🤖 AI Summary
Existing text-to-3D methods rely on Score Distillation Sampling (SDS), suffering from optimization instability, excessive geometric smoothing, and texture distortion due to multimodal score oscillations. To address these issues, we propose Image-guided Score Distillation (ISD), a novel framework featuring an IP-Adapter with a dual-role mechanism: (i) as a modality selector steered by image prompts, and (ii) as a variance-controlling variational module when no image input is provided. We further design a lightweight, differentiable ISD loss that explicitly guides optimization toward high-fidelity geometry and texture. Evaluated on T3Bench, our method achieves significant improvements in geometric detail, texture consistency, and visual fidelity, while enabling more stable convergence and faster optimization. Both qualitative and quantitative results surpass current state-of-the-art text-to-3D approaches.
📝 Abstract
Existing Score Distillation Sampling (SDS)-based methods have driven significant progress in text-to-3D generation.
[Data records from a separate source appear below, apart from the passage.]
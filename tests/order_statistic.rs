use std::collections::BTreeMap;

use pretty_assertions::assert_eq;
use proptest::prelude::*;
use rubi_tree::{OSRBTreeMap, OSRBTreeSet, Rank, TreeError};

/// The number of operations to perform in each proptest case.
const TEST_SIZE: usize = 2_000;

fn key_strategy() -> impl Strategy<Value = i64> {
    -1_500i64..1_500i64
}

#[derive(Debug, Clone)]
enum Op {
    Insert(i64, i64),
    Remove(i64),
    PopFirst,
    PopLast,
}

fn op_strategy() -> impl Strategy<Value = Op> {
    prop_oneof![
        6 => (key_strategy(), any::<i64>()).prop_map(|(k, v)| Op::Insert(k, v)),
        4 => key_strategy().prop_map(Op::Remove),
        1 => Just(Op::PopFirst),
        1 => Just(Op::PopLast),
    ]
}

proptest! {
    #![proptest_config(ProptestConfig::with_cases(20))]

    /// Tests select/get_by_rank against the sorted entries of a BTreeMap.
    #[test]
    fn select_matches_sorted_order(entries in proptest::collection::vec((key_strategy(), any::<i64>()), 0..TEST_SIZE)) {
        let os_map: OSRBTreeMap<i64, i64> = entries.iter().copied().collect();
        let bt_map: BTreeMap<i64, i64> = entries.iter().copied().collect();
        let sorted: Vec<_> = bt_map.iter().collect();

        for (index, expected) in sorted.iter().enumerate() {
            prop_assert_eq!(os_map.select(index).ok(), Some(*expected), "select({})", index);
            prop_assert_eq!(os_map.get_by_rank(index), Some(*expected), "get_by_rank({})", index);
            prop_assert_eq!(&os_map[Rank(index)], expected.1);
        }
        prop_assert_eq!(
            os_map.select(sorted.len()),
            Err(TreeError::IndexOutOfRange { index: sorted.len(), len: sorted.len() })
        );
    }

    /// Tests rank for present and absent keys.
    #[test]
    fn rank_counts_strictly_smaller_keys(
        entries in proptest::collection::vec((key_strategy(), any::<i64>()), 0..TEST_SIZE),
        probes in proptest::collection::vec(key_strategy(), 1..64),
    ) {
        let os_map: OSRBTreeMap<i64, i64> = entries.iter().copied().collect();
        let bt_map: BTreeMap<i64, i64> = entries.iter().copied().collect();

        for probe in probes {
            let expected_rank = bt_map.range(..probe).count();
            prop_assert_eq!(os_map.rank(&probe), (expected_rank, bt_map.get(&probe)), "rank({})", probe);
            prop_assert_eq!(
                os_map.rank_of(&probe),
                bt_map.contains_key(&probe).then_some(expected_rank),
                "rank_of({})",
                probe
            );
        }
    }

    /// Tests that rank and select stay inverse through arbitrary mutations.
    #[test]
    fn rank_select_duality_after_mutations(ops in proptest::collection::vec(op_strategy(), TEST_SIZE)) {
        let mut os_map: OSRBTreeMap<i64, i64> = OSRBTreeMap::new();
        let mut bt_map: BTreeMap<i64, i64> = BTreeMap::new();

        for op in &ops {
            match *op {
                Op::Insert(k, v) => {
                    prop_assert_eq!(os_map.insert(k, v), bt_map.insert(k, v));
                }
                Op::Remove(k) => {
                    prop_assert_eq!(os_map.remove(&k), bt_map.remove(&k));
                }
                Op::PopFirst => {
                    prop_assert_eq!(os_map.pop_first().ok(), bt_map.pop_first());
                }
                Op::PopLast => {
                    prop_assert_eq!(os_map.pop_last().ok(), bt_map.pop_last());
                }
            }
        }

        prop_assert_eq!(os_map.len(), bt_map.len());
        for index in 0..os_map.len() {
            let (key, _) = os_map.select(index).unwrap();
            prop_assert_eq!(os_map.rank(key).0, index);
        }
    }

    /// Tests that mutation by rank writes through to the right entry.
    #[test]
    fn get_by_rank_mut_updates_value(keys in proptest::collection::btree_set(key_strategy(), 1..TEST_SIZE), pick in any::<prop::sample::Index>()) {
        let mut os_map: OSRBTreeMap<i64, i64> = keys.iter().map(|&k| (k, 0)).collect();
        let index = pick.index(keys.len());
        let key = *keys.iter().nth(index).unwrap();

        os_map[Rank(index)] = 7;
        if let Some((k, v)) = os_map.get_by_rank_mut(index) {
            prop_assert_eq!(*k, key);
            *v += 1;
        }
        prop_assert_eq!(os_map.get(&key), Some(&8));
        prop_assert_eq!(os_map.values().filter(|&&v| v != 0).count(), 1);
    }

    /// Tests the set's order-statistic surface against a sorted vector.
    #[test]
    fn set_select_and_rank(values in proptest::collection::vec(key_strategy(), 0..TEST_SIZE)) {
        let os_set: OSRBTreeSet<i64> = values.iter().copied().collect();
        let mut sorted = values.clone();
        sorted.sort_unstable();
        sorted.dedup();

        for (index, value) in sorted.iter().enumerate() {
            prop_assert_eq!(os_set.select(index), Ok(value));
            prop_assert_eq!(os_set.rank(value), index);
            prop_assert_eq!(os_set.rank_of(value), Some(index));
            prop_assert_eq!(&os_set[Rank(index)], value);
        }
        prop_assert!(os_set.get_by_rank(sorted.len()).is_none());
    }
}

#[test]
fn concrete_scenario() {
    let map: OSRBTreeMap<i32, char> = [(10, 'a'), (20, 'b'), (30, 'c'), (40, 'd'), (50, 'e')].into_iter().collect();

    assert_eq!(map.select(0), Ok((&10, &'a')));
    assert_eq!(map.select(4), Ok((&50, &'e')));
    assert_eq!(map.rank(&30), (2, Some(&'c')));
    assert_eq!(map.select(5), Err(TreeError::IndexOutOfRange { index: 5, len: 5 }));
}

#[test]
fn ranks_stay_dense_while_removing_the_median() {
    let mut map: OSRBTreeMap<i32, ()> = (0..64).map(|k| (k, ())).collect();

    while let Ok((&middle, ())) = map.select(map.len() / 2) {
        assert_eq!(map.remove(&middle), Some(()));
        for index in 0..map.len() {
            let (key, ()) = map.select(index).unwrap();
            assert_eq!(map.rank_of(key), Some(index));
        }
    }
    assert!(map.is_empty());
}

#[test]
fn custom_order_ranks_follow_comparator() {
    let mut map = OSRBTreeMap::with_comparator(|a: &i32, b: &i32| b.cmp(a));
    map.extend([(1, ()), (2, ()), (3, ())]);

    assert_eq!(map.select(0), Ok((&3, &())));
    assert_eq!(map.rank_of(&1), Some(2));
}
However, 3D models produced by SDS-based methods tend to exhibit over-smoothing and low-quality outputs. These issues arise from the mode-seeking behavior of current methods, where the scores used to update the model oscillate between multiple modes, resulting in unstable optimization and diminished output quality. To address this problem, we introduce a novel image prompt score distillation loss named ISD, which employs a reference image to direct text-to-3D optimization toward a specific mode. Our ISD loss can be implemented by using IP-Adapter, a lightweight adapter for integrating image prompt capability to a text-to-image diffusion model, as a mode-selection module. A variant of this adapter, when not being prompted by a reference image, can serve as an efficient control variate to reduce variance in score estimates, thereby enhancing both output quality and optimization stability. Our experiments demonstrate that the ISD loss consistently achieves visually coherent, high-quality outputs and improves optimization speed compared to prior text-to-3D methods, as demonstrated through both qualitative and quantitative evaluations on the T3Bench benchmark suite.